]> git.ipfire.org Git - thirdparty/linux.git/commitdiff
sched_ext: Convert deferred_reenq_locals from llist to regular list
authorTejun Heo <tj@kernel.org>
Sat, 7 Mar 2026 15:29:49 +0000 (05:29 -1000)
committerTejun Heo <tj@kernel.org>
Sat, 7 Mar 2026 15:29:49 +0000 (05:29 -1000)
The deferred reenqueue local mechanism uses an llist (lockless list) for
collecting schedulers that need their local DSQs re-enqueued. Convert to a
regular list protected by a raw_spinlock.

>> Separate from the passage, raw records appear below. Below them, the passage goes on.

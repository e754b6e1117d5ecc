//! HTTP client wrapper shared by every resource call.
//!
//! Client-side (csr): real HTTP calls via `gloo-net`, always sending the
//! session cookie. Host builds (tests): stubs returning
//! [`ApiError::Unavailable`] since a backend is only reachable from the
//! browser.
//!
//! ERROR HANDLING
//! ==============
//! Every non-2xx answer maps to [`ApiError::Status`]; callers treat all
//! failures alike and surface a static message, so no finer taxonomy is kept.

#![allow(clippy::unused_async)]

#[cfg(test)]
#[path = "client_test.rs"]
mod client_test;

use serde::Serialize;
use serde::de::DeserializeOwned;

/// Backend origin used when no build-time override is set.
pub const DEFAULT_API_BASE_URL: &str = "http://localhost:8000";

/// Failure of a single REST call.
#[derive(Clone, Debug, PartialEq, Eq, thiserror::Error)]
pub enum ApiError {
    #[error("network error: {0}")]
    Network(String),
    #[error("request failed with status {0}")]
    Status(u16),
    #[error("could not encode request: {0}")]
    Encode(String),
    #[error("could not decode response: {0}")]
    Decode(String),
    #[error("not available outside the browser")]
    Unavailable,
}

/// Query-string pairs appended to a request URL.
pub type QueryPairs = Vec<(&'static str, String)>;

/// Backend origin, read once at build time from `LESSONGEN_API_BASE_URL`.
pub fn api_base_url() -> String {
    normalize_base_url(option_env!("LESSONGEN_API_BASE_URL").unwrap_or(DEFAULT_API_BASE_URL))
}

fn normalize_base_url(raw: &str) -> String {
    let trimmed = raw.trim().trim_end_matches('/');
    if trimmed.is_empty() {
        DEFAULT_API_BASE_URL.to_owned()
    } else {
        trimmed.to_owned()
    }
}

fn join_url(base: &str, path: &str) -> String {
    format!("{base}/{}", path.trim_start_matches('/'))
}

/// Absolute URL for an API path such as `/lessons`.
pub fn endpoint(path: &str) -> String {
    join_url(&api_base_url(), path)
}

/// Map an HTTP status to success or [`ApiError::Status`].
///
/// # Errors
///
/// Returns [`ApiError::Status`] for anything outside `200..300`.
pub fn check_status(status: u16) -> Result<(), ApiError> {
    if (200..300).contains(&status) {
        Ok(())
    } else {
        Err(ApiError::Status(status))
    }
}

#[cfg(feature = "csr")]
#[derive(Clone, Copy)]
enum Method {
    Get,
    Post,
    Put,
}

#[cfg(feature = "csr")]
fn request(method: Method, path: &str, query: &[(&'static str, String)]) -> gloo_net::http::RequestBuilder {
    use gloo_net::http::Request;

    let url = endpoint(path);
    let builder = match method {
        Method::Get => Request::get(&url),
        Method::Post => Request::post(&url),
        Method::Put => Request::put(&url),
    };
    builder
        .credentials(web_sys::RequestCredentials::Include)
        .query(query.iter().map(|(k, v)| (*k, v.as_str())))
}

#[cfg(feature = "csr")]
async fn send_checked(request: gloo_net::http::Request) -> Result<gloo_net::http::Response, ApiError> {
    let resp = request.send().await.map_err(|e| ApiError::Network(e.to_string()))?;
    check_status(resp.status())?;
    Ok(resp)
}

#[cfg(feature = "csr")]
async fn send_builder(builder: gloo_net::http::RequestBuilder) -> Result<gloo_net::http::Response, ApiError> {
    let request = builder.build().map_err(|e| ApiError::Encode(e.to_string()))?;
    send_checked(request).await
}

#[cfg(feature = "csr")]
async fn decode<T: DeserializeOwned>(resp: gloo_net::http::Response) -> Result<T, ApiError> {
    resp.json::<T>().await.map_err(|e| ApiError::Decode(e.to_string()))
}

/// `GET` a JSON resource.
///
/// # Errors
///
/// Returns [`ApiError`] on transport failure, non-2xx status, or an
/// undecodable body.
pub async fn get_json<T: DeserializeOwned>(path: &str, query: QueryPairs) -> Result<T, ApiError> {
    #[cfg(feature = "csr")]
    {
        let resp = send_builder(request(Method::Get, path, &query)).await?;
        decode(resp).await
    }
    #[cfg(not(feature = "csr"))]
    {
        let _ = (path, query);
        Err(ApiError::Unavailable)
    }
}

/// `GET` a raw byte body (file downloads).
///
/// # Errors
///
/// Returns [`ApiError`] on transport failure or non-2xx status.
pub async fn get_bytes(path: &str, query: QueryPairs) -> Result<Vec<u8>, ApiError> {
    #[cfg(feature = "csr")]
    {
        let resp = send_builder(request(Method::Get, path, &query)).await?;
        resp.binary().await.map_err(|e| ApiError::Decode(e.to_string()))
    }
    #[cfg(not(feature = "csr"))]
    {
        let _ = (path, query);
        Err(ApiError::Unavailable)
    }
}

/// `POST` a JSON body and decode a JSON answer.
///
/// # Errors
///
/// Returns [`ApiError`] on encode/transport/decode failure or non-2xx status.
pub async fn post_json<B: Serialize, T: DeserializeOwned>(path: &str, body: &B) -> Result<T, ApiError> {
    #[cfg(feature = "csr")]
    {
        let req = request(Method::Post, path, &[])
            .json(body)
            .map_err(|e| ApiError::Encode(e.to_string()))?;
        let resp = send_checked(req).await?;
        decode(resp).await
    }
    #[cfg(not(feature = "csr"))]
    {
        let _ = (path, serde_json::to_value(body));
        Err(ApiError::Unavailable)
    }
}

/// `POST` without a body and decode a JSON answer.
///
/// # Errors
///
/// Returns [`ApiError`] on transport/decode failure or non-2xx status.
pub async fn post_empty<T: DeserializeOwned>(path: &str) -> Result<T, ApiError> {
    #[cfg(feature = "csr")]
    {
        let resp = send_builder(request(Method::Post, path, &[])).await?;
        decode(resp).await
    }
    #[cfg(not(feature = "csr"))]
    {
        let _ = path;
        Err(ApiError::Unavailable)
    }
}

/// `POST` without a body, ignoring whatever the server answers.
///
/// # Errors
///
/// Returns [`ApiError`] on transport failure or non-2xx status.
pub async fn post_ignore(path: &str) -> Result<(), ApiError> {
    #[cfg(feature = "csr")]
    {
        send_builder(request(Method::Post, path, &[])).await?;
        Ok(())
    }
    #[cfg(not(feature = "csr"))]
    {
        let _ = path;
        Err(ApiError::Unavailable)
    }
}

/// `PUT` a JSON body and decode a JSON answer.
///
/// # Errors
///
/// Returns [`ApiError`] on encode/transport/decode failure or non-2xx status.
pub async fn put_json<B: Serialize, T: DeserializeOwned>(path: &str, body: &B) -> Result<T, ApiError> {
    #[cfg(feature = "csr")]
    {
        let req = request(Method::Put, path, &[])
            .json(body)
            .map_err(|e| ApiError::Encode(e.to_string()))?;
        let resp = send_checked(req).await?;
        decode(resp).await
    }
    #[cfg(not(feature = "csr"))]
    {
        let _ = (path, serde_json::to_value(body));
        Err(ApiError::Unavailable)
    }
}
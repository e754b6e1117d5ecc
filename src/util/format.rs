//! Display formatting for counts, durations and timestamps.

#[cfg(test)]
#[path = "format_test.rs"]
mod format_test;

use time::OffsetDateTime;
use time::format_description::well_known::Rfc3339;
use time::macros::format_description;

/// Rolling analytics windows offered on the dashboard.
pub const ANALYTICS_WINDOWS: [u32; 3] = [7, 30, 90];
pub const DEFAULT_ANALYTICS_DAYS: u32 = 30;
const MAX_ANALYTICS_DAYS: u32 = 90;

/// Clamp a requested window to what the backend accepts.
pub fn clamp_days(days: u32) -> u32 {
    days.clamp(1, MAX_ANALYTICS_DAYS)
}

/// `1234567` → `"1,234,567"`.
pub fn format_count(value: u64) -> String {
    let digits = value.to_string();
    let mut out = String::with_capacity(digits.len() + digits.len() / 3);
    for (i, ch) in digits.chars().enumerate() {
        if i > 0 && (digits.len() - i) % 3 == 0 {
            out.push(',');
        }
        out.push(ch);
    }
    out
}

/// Minutes as `Xh Ym`, dropping a zero part.
pub fn format_minutes(total: u64) -> String {
    let hours = total / 60;
    let minutes = total % 60;
    match (hours, minutes) {
        (0, m) => format!("{m}m"),
        (h, 0) => format!("{}h", format_count(h)),
        (h, m) => format!("{}h {m}m", format_count(h)),
    }
}

/// Lesson length label, e.g. `"45 min"`.
pub fn format_duration(minutes: Option<i64>) -> Option<String> {
    minutes.filter(|m| *m > 0).map(|m| format!("{m} min"))
}

/// RFC 3339 timestamp as `Mar 1, 2024 10:05 AM`. Unparseable input is shown as-is.
pub fn format_timestamp(raw: &str) -> String {
    let Ok(parsed) = OffsetDateTime::parse(raw, &Rfc3339) else {
        return raw.to_owned();
    };
    let fmt = format_description!(
        "[month repr:short] [day padding:none], [year] [hour repr:12 padding:none]:[minute] [period]"
    );
    parsed.format(&fmt).unwrap_or_else(|_| raw.to_owned())
}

The llist was used for its lockless properties, but the upcoming changes to
support remote reenqueue require more complex list operations that are
difficult to implement correctly with lockless data structures. A spinlock-
protected regular list provides the necessary flexibility.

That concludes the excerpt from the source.